The lover of ardent waters had concluded that he could not possibly get his various activities in shape to accompany us before eight, and we decided to hobble along without his historical assistance. We paid him two soles to keep the animals well fed and, lest the matter slip his mind, left Tomás with him as a perpetual reminder. This left us well burdened with our “beds” and the supplies necessary to pass the night, for I would not hear of paying the forgotten city only a flying visit. Being the only one in Andean training, I volunteered to carry the surplus and, bowed under a bulky sixty-five pounds held by a llama-hair rope across my chest, like any Indian cargador, I led the way back along the road, planning to boast myself forever after the equal of any aboriginal burden-bearer of the Andes. Barely had I reconciled myself to the perpendicular climb in store for us under such a load, however, when we came upon a gang of Indians chopping the boulder-imbedded roadway higher back under the edge of the cliff for flood-time. The foreman offered us carriers. None of them were large; beside the professor the impassive fellows approached dwarfishness, and I uttered a protest when Martinelli waved a thumb at by no means the largest. But my fancied equality to the human freight-trains of the Andes oozed away as suddenly as the rotundity of a pricked wine-skin. When, the Indian had swung upon his back the burden I had been staggering under on a level roadway, Martinelli nonchalantly tossed his twenty-five pounds on top of it. A bit further on that unfeeling savage paused at one of the pole-and-leaf shelters of the workmen under the edge of the impending cliff and added a pair of blankets, a coca-bag, and several other personal odds and ends, then waltzed away as lightly as a prairie chicken under its tail-feathers—faster than we cared to follow.

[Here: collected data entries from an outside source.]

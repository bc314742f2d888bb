//! Secure channel session establishment
//!
//! The INITIALIZE UPDATE / EXTERNAL AUTHENTICATE handshake: negotiate the
//! SCP variant, derive session keys from the static key set, verify the
//! card cryptogram, prove key possession back to the card, and hand a live
//! [`SecureChannelWrapper`] to the caller.

use opengp_apdu_core::{CardTransport, Command, Response};
use rand::RngCore;
use tracing::debug;

use crate::constants::{cla, ins, status};
use crate::crypto::{
    self, DERIVE_DEK, DERIVE_RMAC, DERIVE_SENC, DERIVE_SMAC, NULL_ICV, constant_time_eq, mac_3des,
};
use crate::keys::{Key, KeySet};
use crate::scp::{ScpFamily, ScpVariant, SecurityLevel};
use crate::wrapper::SecureChannelWrapper;
use crate::{Error, Result};

/// Parsed INITIALIZE UPDATE response (always 28 bytes)
#[derive(Debug, Clone)]
pub(crate) struct InitUpdateResponse {
    /// Key diversification data, opaque at this layer
    pub raw: [u8; 28],
    /// Key set version the card authenticated with
    pub key_version: u8,
    /// Protocol identifier: 0x01 or 0x02
    pub scp: u8,
    /// Card challenge; for SCP02 the first two bytes are the sequence
    /// counter
    pub card_challenge: [u8; 8],
    /// Card cryptogram over both challenges
    pub card_cryptogram: [u8; 8],
}

impl InitUpdateResponse {
    pub(crate) fn parse(data: &[u8]) -> Result<Self> {
        let raw: [u8; 28] = data
            .try_into()
            .map_err(|_| Error::MalformedResponse("INITIALIZE UPDATE data must be 28 bytes"))?;

        if raw[11] != 0x01 && raw[11] != 0x02 {
            return Err(Error::MalformedResponse("unknown SCP identifier"));
        }

        let mut card_challenge = [0u8; 8];
        card_challenge.copy_from_slice(&raw[12..20]);
        let mut card_cryptogram = [0u8; 8];
        card_cryptogram.copy_from_slice(&raw[20..28]);

        Ok(Self {
            raw,
            key_version: raw[10],
            scp: raw[11],
            card_challenge,
            card_cryptogram,
        })
    }

    /// SCP02 sequence counter
    pub(crate) fn sequence(&self) -> [u8; 2] {
        [self.raw[12], self.raw[13]]
    }
}

/// Derive SCP01 session keys: 3DES-ECB of the challenge-derived data under
/// each static key
pub(crate) fn derive_scp01_keys(
    static_keys: &KeySet,
    host_challenge: &[u8; 8],
    card_challenge: &[u8; 8],
) -> Result<KeySet> {
    let data = crypto::scp01_derivation_data(host_challenge, card_challenge);
    let derive = |key: &Key| Key::from_slice(&crypto::encrypt_3des_ecb(key, &data));

    KeySet::new(
        static_keys.version(),
        static_keys.id(),
        derive(static_keys.enc())?,
        derive(static_keys.mac())?,
        derive(static_keys.kek())?,
    )
}

/// Derive SCP02 session keys from the sequence counter, including the
/// R-MAC key
pub(crate) fn derive_scp02_keys(static_keys: &KeySet, sequence: &[u8; 2]) -> Result<KeySet> {
    let mut session = KeySet::new(
        static_keys.version(),
        static_keys.id(),
        crypto::derive_scp02_key(static_keys.enc(), DERIVE_SENC, sequence),
        crypto::derive_scp02_key(static_keys.mac(), DERIVE_SMAC, sequence),
        crypto::derive_scp02_key(static_keys.kek(), DERIVE_DEK, sequence),
    )?;
    session.set_rmac(crypto::derive_scp02_key(
        static_keys.mac(),
        DERIVE_RMAC,
        sequence,
    ));
    Ok(session)
}

/// Open a secure channel with a random host challenge
pub fn open_secure_channel<T: CardTransport>(
    transport: &mut T,
    static_keys: &KeySet,
    variant: ScpVariant,
    security_level: SecurityLevel,
) -> Result<SecureChannelWrapper> {
    let mut host_challenge = [0u8; 8];
    rand::rng().fill_bytes(&mut host_challenge);
    open_with_host_challenge(transport, static_keys, variant, security_level, host_challenge)
}

/// Handshake body with a caller-supplied host challenge
pub(crate) fn open_with_host_challenge<T: CardTransport>(
    transport: &mut T,
    static_keys: &KeySet,
    requested: ScpVariant,
    security_level: SecurityLevel,
    host_challenge: [u8; 8],
) -> Result<SecureChannelWrapper> {
    if requested.is_implicit() {
        return Err(Error::InvalidArgument(
            "implicit-initiation SCP variants cannot be negotiated explicitly",
        ));
    }

    // INITIALIZE UPDATE carries the key version and id the host wants
    let init_update = Command::new_with_data_and_le(
        cla::GP,
        ins::INITIALIZE_UPDATE,
        static_keys.version(),
        static_keys.id(),
        host_challenge.to_vec(),
        0,
    );
    let response = transmit(transport, &init_update)?;

    match response.status().to_u16() {
        status::SW_NO_ERROR => {}
        status::SW_SECURITY_CONDITION_NOT_SATISFIED
        | status::SW_AUTHENTICATION_METHOD_BLOCKED => return Err(Error::Locked),
        sw => return Err(Error::card_status(sw)),
    }
    let init = InitUpdateResponse::parse(response.data())?;

    // Resolve the variant against what the card reports
    let variant = match requested {
        ScpVariant::Any => ScpVariant::from_reported(init.scp),
        _ => {
            let family = requested.family().expect("concrete variant");
            if family.id() != init.scp {
                return Err(Error::VersionMismatch {
                    requested: family.id(),
                    reported: init.scp,
                });
            }
            requested
        }
    };
    let family = variant.family().expect("resolved variant");
    debug!(%variant, key_version = init.key_version, "negotiated secure channel");

    // R-MAC exists only in SCP02
    let security_level = match family {
        ScpFamily::Scp01 => security_level.clear_rmac(),
        ScpFamily::Scp02 => security_level,
    };

    let mut static_keys = static_keys.clone();
    let default_version = static_keys.version() == 0 || static_keys.version() == 0xFF;
    if default_version && static_keys.needs_diversity() {
        static_keys.diversify(&init.raw)?;
    }
    if !default_version && static_keys.version() != init.key_version {
        return Err(Error::KeyMismatch {
            expected: static_keys.version(),
            reported: init.key_version,
        });
    }

    let mut session_keys = match family {
        ScpFamily::Scp01 => {
            derive_scp01_keys(&static_keys, &host_challenge, &init.card_challenge)?
        }
        ScpFamily::Scp02 => derive_scp02_keys(&static_keys, &init.sequence())?,
    };
    session_keys.set_version(init.key_version);

    // Both cryptograms use the session ENC key over the concatenated
    // challenges, zero ICV
    let mut challenges = [0u8; 16];
    challenges[..8].copy_from_slice(&host_challenge);
    challenges[8..].copy_from_slice(&init.card_challenge);
    let expected = mac_3des(session_keys.enc(), &challenges, &NULL_ICV);
    if !constant_time_eq(&expected, &init.card_cryptogram) {
        debug!("card cryptogram mismatch");
        return Err(Error::AuthenticationFailed);
    }

    challenges[..8].copy_from_slice(&init.card_challenge);
    challenges[8..].copy_from_slice(&host_challenge);
    let host_cryptogram = mac_3des(session_keys.enc(), &challenges, &NULL_ICV);

    // EXTERNAL AUTHENTICATE is itself MAC-wrapped at the minimum level
    let mut wrapper = SecureChannelWrapper::new(session_keys, variant, SecurityLevel::mac())?;
    let ext_auth = Command::new_with_data(
        cla::MAC,
        ins::EXTERNAL_AUTHENTICATE,
        security_level.bits(),
        0x00,
        host_cryptogram.to_vec(),
    );
    let wrapped = wrapper.wrap_command(&ext_auth)?;
    let response = transmit(transport, &wrapped)?;
    if !response.is_success() {
        debug!(status = %response.status(), "EXTERNAL AUTHENTICATE rejected");
        return Err(Error::AuthenticationFailed);
    }

    wrapper.set_security_level(security_level);
    if security_level.has_rmac() {
        wrapper.start_rmac_chain();
    }
    debug!(level = %security_level, "secure channel established");
    Ok(wrapper)
}

fn transmit<T: CardTransport>(transport: &mut T, command: &Command) -> Result<Response> {
    let raw = transport.transmit_raw(&command.to_bytes())?;
    Ok(Response::from_bytes(&raw)?)
}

Perhaps two miles back, a hidden path plunged swiftly down through the wet, clinging jungle to the sapling bridge that hung precariously from rock to boulder across the river. Beyond the snarling stream, which snatched impotently at us as we passed, sagging, a perpendicular jungled mountainside, apparently impenetrable, stared impassively down upon us. But when we had clambered and tripped some distance over the rocks and jagged boulders at the edge of the raging torrent, a hole in the undergrowth, like the lair of some wild animal, proved to be the beginning of a trail, now overgrown almost to nothing.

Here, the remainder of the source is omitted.